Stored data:

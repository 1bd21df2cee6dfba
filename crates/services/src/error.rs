//! Shared error types for the services crate.

use thiserror::Error;

use lingo_core::model::{LanguageId, LessonError, ProgressError, QuestionError};
use storage::repository::StorageError;
use storage::sqlite::SqliteInitError;

/// Errors emitted by `ProgressService`.
///
/// Storage failures never show up here: they are logged and the in-memory
/// state carries on.
#[derive(Debug, Error)]
#[non_exhaustive]
pub enum ProgressServiceError {
    #[error(transparent)]
    InvalidLessonData(#[from] ProgressError),
}

/// Errors emitted by `QuestionBankService`.
#[derive(Debug, Error)]
#[non_exhaustive]
pub enum QuestionBankServiceError {
    #[error(transparent)]
    Question(#[from] QuestionError),
    #[error(transparent)]
    Storage(#[from] StorageError),
}

/// Errors emitted by `LessonService`.
#[derive(Debug, Error)]
#[non_exhaustive]
pub enum LessonServiceError {
    #[error("unknown language: {language}")]
    UnknownLanguage { language: LanguageId },
    #[error("no questions available for {language}")]
    NoQuestions { language: String },
    #[error(transparent)]
    Lesson(#[from] LessonError),
}

/// Errors emitted while bootstrapping app services.
#[derive(Debug, Error)]
#[non_exhaustive]
pub enum AppServicesError {
    #[error(transparent)]
    Sqlite(#[from] SqliteInitError),
}
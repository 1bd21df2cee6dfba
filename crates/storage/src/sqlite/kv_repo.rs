use async_trait::async_trait;
use chrono::Utc;
use sqlx::Row;

use crate::keys::StorageKey;
use crate::repository::{KeyValueStore, StorageError};

use super::SqliteRepository;

fn conn(err: sqlx::Error) -> StorageError {
    StorageError::Connection(err.to_string())
}

#[async_trait]
impl KeyValueStore for SqliteRepository {
    async fn get(&self, key: StorageKey) -> Result<Option<String>, StorageError> {
        let row = sqlx::query(
            r"
            SELECT value
            FROM kv_entries
            WHERE key = ?1
            ",
        )
        .bind(key.as_str())
        .fetch_optional(&self.pool)
        .await
        .map_err(conn)?;

        let Some(row) = row else {
            return Ok(None);
        };

        let value: String = row
            .try_get("value")
            .map_err(|err| StorageError::Serialization(err.to_string()))?;
        Ok(Some(value))
    }

    async fn set_many(&self, entries: &[(StorageKey, String)]) -> Result<(), StorageError> {
        let now = Utc::now();
        let mut tx = self.pool.begin().await.map_err(conn)?;

        for (key, value) in entries {
            sqlx::query(
                r"
                INSERT INTO kv_entries (key, value, updated_at)
                VALUES (?1, ?2, ?3)
                ON CONFLICT(key) DO UPDATE SET
                    value = excluded.value,
                    updated_at = excluded.updated_at
                ",
            )
            .bind(key.as_str())
            .bind(value)
            .bind(now)
            .execute(&mut *tx)
            .await
            .map_err(conn)?;
        }

        tx.commit().await.map_err(conn)?;
        Ok(())
    }

    async fn remove(&self, key: StorageKey) -> Result<(), StorageError> {
        sqlx::query("DELETE FROM kv_entries WHERE key = ?1")
            .bind(key.as_str())
            .execute(&self.pool)
            .await
            .map_err(conn)?;
        Ok(())
    }

    async fn close(&self) {
        self.pool.close().await;
    }
}
use std::time::Duration;

use sqlx::{SqlitePool, sqlite::SqlitePoolOptions};
use thiserror::Error;

use crate::repository::Storage;

mod kv_repo;
mod migrate;

#[derive(Clone)]
pub struct SqliteRepository {
    pool: SqlitePool,
}

#[derive(Debug, Error)]
#[non_exhaustive]
pub enum SqliteInitError {
    #[error(transparent)]
    Sqlx(#[from] sqlx::Error),
}

impl SqliteRepository {
    /// Connect to `SQLite` using the given URL.
    ///
    /// # Errors
    ///
    /// Returns `SqliteInitError` if the connection cannot be established or
    /// the connection pragmas cannot be applied.
    pub async fn connect(database_url: &str) -> Result<Self, SqliteInitError> {
        let pool = SqlitePoolOptions::new()
            .max_connections(5)
            .acquire_timeout(Duration::from_secs(5))
            .after_connect(|conn, _meta| {
                Box::pin(async move {
                    sqlx::query("PRAGMA journal_mode = WAL;")
                        .execute(&mut *conn)
                        .await?;
                    sqlx::query("PRAGMA busy_timeout = 5000;")
                        .execute(&mut *conn)
                        .await?;
                    Ok(())
                })
            })
            .connect(database_url)
            .await?;
        Ok(Self { pool })
    }

    /// Create tables if they do not exist.
    ///
    /// # Errors
    ///
    /// Returns `SqliteInitError` if migration queries fail.
    pub async fn migrate(&self) -> Result<(), SqliteInitError> {
        migrate::run_migrations(&self.pool).await
    }
}

impl Storage {
    /// Build a `Storage` backed by `SQLite`.
    ///
    /// # Errors
    ///
    /// Returns `SqliteInitError` if connection or migrations cannot be
    /// completed.
    pub async fn sqlite(database_url: &str) -> Result<Self, SqliteInitError> {
        let repo = SqliteRepository::connect(database_url).await?;
        repo.migrate().await?;
        Ok(Self::from_store(repo))
    }
}

#[cfg(test)]
mod tests {
    use super::*;

    #[test]
    fn repository_is_send_sync() {
        fn assert_send_sync<T: Send + Sync>() {}
        assert_send_sync::<SqliteRepository>();
    }
}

-- The task --
Restate word for word only the lines above from the line containing "use chrono::Utc;" to the line containing "#[async_trait]", both of them included.

-- Answer to this task --
use chrono::Utc;
use sqlx::Row;

use crate::keys::StorageKey;
use crate::repository::{KeyValueStore, StorageError};

use super::SqliteRepository;

fn conn(err: sqlx::Error) -> StorageError {
    StorageError::Connection(err.to_string())
}

#[async_trait]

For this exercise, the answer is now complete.